Increased recycling rates could also help clean up plastic pollution. Single-use plastic bags have been dramatically reduced. But single-use plastic bottles, for instance, remain a major challenge: The average household recycles just 44% of the 480 plastic bottles it uses each year. Fiscal nudges like landfill taxes can encourage recycling, by ensuring businesses to pay for the effects of plastic waste. Improved and more frequent council recycling services could also cut down on such waste.  

Plastic pollution has become a major focus of circular economy studies, which seek to increase resource productivity. As well as harming the environment, single-use plastic is an inefficient use of resources. The Ellen MacArthur Foundation has found that 95% of the economic value of plastic is lost after its first use. This is worth between $80 and $120 billion annually. They call for a rapid scaling up of the global supply chain for reused and recycled plastics, with improved infrastructure for collection, sorting and reprocessing to expand the current market.

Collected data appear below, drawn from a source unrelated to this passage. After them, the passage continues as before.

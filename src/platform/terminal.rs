//! Terminal frontend on top of crossterm
//!
//! The arena is scaled onto the terminal grid: every cell covers
//! `arena.width / cols` by `arena.height / rows` units. Boxes become runs of
//! colored cells, text is written cell by cell. Frames are built in a back
//! buffer and written in one batched flush.
//!
//! Terminals do not report key releases unless they support the keyboard
//! enhancement protocol, so on plain terminals a direction counts as held
//! while presses/auto-repeats keep arriving within `HOLD_WINDOW`.

use std::io::{self, Stdout, Write};
use std::time::{Duration, Instant};

use crossterm::{
    cursor::{Hide, MoveTo, Show},
    event::{
        self, Event, KeyCode, KeyEvent, KeyEventKind, KeyModifiers, KeyboardEnhancementFlags,
        PopKeyboardEnhancementFlags, PushKeyboardEnhancementFlags,
    },
    execute, queue,
    style::{self, Print, ResetColor, SetBackgroundColor, SetForegroundColor},
    terminal::{
        self, Clear, ClearType, DisableLineWrap, EnableLineWrap, EnterAlternateScreen,
        LeaveAlternateScreen,
    },
};

use super::{HeldKeys, InputEvent, InputSource, Key, Renderer};
use crate::Color;
use crate::sim::{Aabb, Arena};

/// How long a direction stays held after its last press/repeat
const HOLD_WINDOW: Duration = Duration::from_millis(150);

fn term_color(color: Color) -> style::Color {
    style::Color::Rgb {
        r: color.r,
        g: color.g,
        b: color.b,
    }
}

// === Cell grid: the back buffer ===

#[derive(Debug, Clone, Copy, PartialEq, Eq)]
struct Cell {
    ch: char,
    fg: Color,
    bg: Color,
}

impl Cell {
    const BLANK: Cell = Cell {
        ch: ' ',
        fg: Color::WHITE,
        bg: Color::BLACK,
    };
}

#[derive(Debug)]
struct CellGrid {
    arena: Arena,
    cols: u16,
    rows: u16,
    cells: Vec<Cell>,
}

impl CellGrid {
    fn new(arena: Arena, cols: u16, rows: u16) -> Self {
        let mut grid = Self {
            arena,
            cols: 0,
            rows: 0,
            cells: Vec::new(),
        };
        grid.resize(cols, rows);
        grid
    }

    fn resize(&mut self, cols: u16, rows: u16) {
        self.cols = cols.max(1);
        self.rows = rows.max(1);
        self.cells = vec![Cell::BLANK; self.cols as usize * self.rows as usize];
    }

    fn clear(&mut self) {
        self.cells.fill(Cell::BLANK);
    }

    fn units_per_col(&self) -> f32 {
        self.arena.width / f32::from(self.cols)
    }

    fn units_per_row(&self) -> f32 {
        self.arena.height / f32::from(self.rows)
    }

    fn col_of(&self, x: f32) -> i32 {
        (x / self.units_per_col()).floor() as i32
    }

    fn row_of(&self, y: f32) -> i32 {
        (y / self.units_per_row()).floor() as i32
    }

    fn cell_mut(&mut self, col: i32, row: i32) -> Option<&mut Cell> {
        if col < 0 || row < 0 || col >= i32::from(self.cols) || row >= i32::from(self.rows) {
            return None;
        }
        let idx = row as usize * self.cols as usize + col as usize;
        self.cells.get_mut(idx)
    }

    fn fill_rect(&mut self, rect: Aabb, color: Color) {
        let (min, max) = (rect.min(), rect.max());
        let col0 = self.col_of(min.x);
        let row0 = self.row_of(min.y);
        // Every box covers at least one cell
        let col1 = ((max.x / self.units_per_col()).ceil() as i32).max(col0 + 1);
        let row1 = ((max.y / self.units_per_row()).ceil() as i32).max(row0 + 1);

        for row in row0..row1 {
            for col in col0..col1 {
                if let Some(cell) = self.cell_mut(col, row) {
                    *cell = Cell {
                        ch: ' ',
                        fg: color,
                        bg: color,
                    };
                }
            }
        }
    }

    fn put_text(&mut self, text: &str, x: f32, y: f32, color: Color) {
        let row = self.row_of(y);
        let col0 = self.col_of(x);
        for (i, ch) in text.chars().enumerate() {
            if let Some(cell) = self.cell_mut(col0 + i as i32, row) {
                cell.ch = ch;
                cell.fg = color;
            }
        }
    }

    fn write_to(&self, out: &mut impl Write) -> io::Result<()> {
        let mut current: Option<(Color, Color)> = None;
        for row in 0..self.rows {
            queue!(out, MoveTo(0, row))?;
            let start = row as usize * self.cols as usize;
            for cell in &self.cells[start..start + self.cols as usize] {
                if current != Some((cell.fg, cell.bg)) {
                    queue!(
                        out,
                        SetForegroundColor(term_color(cell.fg)),
                        SetBackgroundColor(term_color(cell.bg))
                    )?;
                    current = Some((cell.fg, cell.bg));
                }
                queue!(out, Print(cell.ch))?;
            }
        }
        queue!(out, ResetColor)?;
        out.flush()
    }
}

// === Keyboard: events and held directions ===

#[derive(Debug, Clone, Copy, PartialEq, Eq)]
enum Direction {
    Left = 0,
    Right = 1,
    Up = 2,
    Down = 3,
}

impl Direction {
    fn from_code(code: KeyCode) -> Option<Self> {
        match code {
            KeyCode::Left => Some(Direction::Left),
            KeyCode::Right => Some(Direction::Right),
            KeyCode::Up => Some(Direction::Up),
            KeyCode::Down => Some(Direction::Down),
            _ => None,
        }
    }
}

#[derive(Debug)]
struct KeyboardState {
    /// Terminal reports releases; held state is exact
    release_events: bool,
    last_seen: [Option<Instant>; 4],
}

impl KeyboardState {
    fn new(release_events: bool) -> Self {
        Self {
            release_events,
            last_seen: [None; 4],
        }
    }

    /// Track held directions and translate a key event into an input event
    fn translate(&mut self, key: KeyEvent, now: Instant) -> Option<InputEvent> {
        if let Some(dir) = Direction::from_code(key.code) {
            self.last_seen[dir as usize] = match key.kind {
                KeyEventKind::Release => None,
                KeyEventKind::Press | KeyEventKind::Repeat => Some(now),
            };
        }

        if key.kind == KeyEventKind::Release {
            return None;
        }

        let quit = key.code == KeyCode::Esc
            || (key.code == KeyCode::Char('c') && key.modifiers.contains(KeyModifiers::CONTROL));
        if quit {
            return Some(InputEvent::Quit);
        }

        let mapped = match key.code {
            KeyCode::Char(c) => Key::Char(c),
            KeyCode::Enter => Key::Enter,
            KeyCode::Backspace => Key::Backspace,
            KeyCode::Left => Key::Left,
            KeyCode::Right => Key::Right,
            KeyCode::Up => Key::Up,
            KeyCode::Down => Key::Down,
            _ => return None,
        };
        Some(InputEvent::Key(mapped))
    }

    fn is_held(&self, dir: Direction, now: Instant) -> bool {
        match self.last_seen[dir as usize] {
            Some(seen) => self.release_events || now.duration_since(seen) <= HOLD_WINDOW,
            None => false,
        }
    }

    fn held(&self, now: Instant) -> HeldKeys {
        HeldKeys {
            left: self.is_held(Direction::Left, now),
            right: self.is_held(Direction::Right, now),
            up: self.is_held(Direction::Up, now),
            down: self.is_held(Direction::Down, now),
        }
    }
}

// === Platform ===

/// Raw-mode alternate-screen terminal. Restores the terminal on drop.
pub struct TerminalPlatform {
    out: Stdout,
    grid: CellGrid,
    keyboard: KeyboardState,
    enhanced: bool,
}

impl TerminalPlatform {
    pub fn new(arena: Arena) -> io::Result<Self> {
        terminal::enable_raw_mode()?;
        let (cols, rows) = terminal::size()?;

        // From here on, Drop undoes whatever was set up
        let mut platform = Self {
            out: io::stdout(),
            grid: CellGrid::new(arena, cols, rows),
            keyboard: KeyboardState::new(false),
            enhanced: false,
        };

        execute!(
            platform.out,
            EnterAlternateScreen,
            Hide,
            DisableLineWrap,
            Clear(ClearType::All)
        )?;

        if terminal::supports_keyboard_enhancement().unwrap_or(false) {
            execute!(
                platform.out,
                PushKeyboardEnhancementFlags(KeyboardEnhancementFlags::REPORT_EVENT_TYPES)
            )?;
            platform.enhanced = true;
            platform.keyboard = KeyboardState::new(true);
        }

        log::info!(
            "Terminal {}x{} (key release events: {})",
            cols,
            rows,
            platform.enhanced
        );
        Ok(platform)
    }
}

impl Drop for TerminalPlatform {
    fn drop(&mut self) {
        if self.enhanced {
            let _ = execute!(self.out, PopKeyboardEnhancementFlags);
        }
        let _ = execute!(self.out, ResetColor, LeaveAlternateScreen, Show, EnableLineWrap);
        let _ = terminal::disable_raw_mode();
    }
}

impl Renderer for TerminalPlatform {
    fn clear(&mut self) {
        self.grid.clear();
    }

    fn draw_rect(&mut self, rect: Aabb, color: Color) {
        self.grid.fill_rect(rect, color);
    }

    fn draw_text(&mut self, text: &str, x: f32, y: f32, color: Color) {
        self.grid.put_text(text, x, y, color);
    }

    fn text_width(&self, text: &str) -> f32 {
        text.chars().count() as f32 * self.grid.units_per_col()
    }

    fn present(&mut self) -> io::Result<()> {
        let mut out = self.out.lock();
        self.grid.write_to(&mut out)
    }
}

impl InputSource for TerminalPlatform {
    fn poll_held_keys(&mut self) -> HeldKeys {
        self.keyboard.held(Instant::now())
    }

    fn poll_events(&mut self) -> io::Result<Vec<InputEvent>> {
        let mut events = Vec::new();
        while event::poll(Duration::ZERO)? {
            match event::read()? {
                Event::Key(key) => {
                    if let Some(ev) = self.keyboard.translate(key, Instant::now()) {
                        events.push(ev);
                    }
                }
                Event::Resize(cols, rows) => {
                    self.grid.resize(cols, rows);
                    execute!(self.out, Clear(ClearType::All))?;
                }
                _ => {}
            }
        }
        Ok(events)
    }
}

Microbeads used in cosmetic products are another area where the Government has acted to cut plastic pollution. Next year, a consultation will be launched on how to ban these entirely. This could have a significant impact: A single shower can release up to 100,000 tiny particles of plastic into the sea, according to the Environmental Audit Committee. Up to 4.1% of all microplastics in the ocean are estimated to derive from microbeads in cosmetics. Some are calling for the ban to be extended to other products containing microbeads, such as washing detergents.

Many of these different levers may be needed if the tide is to be turned on plastic pollution. Scientists found earlier this year that since the Second World War we have manufactured enough plastic to cover the entire earth in cling film. The oceans are some of our most precious environments, which host most of our diverse species and flora. We cannot afford to keep damaging them.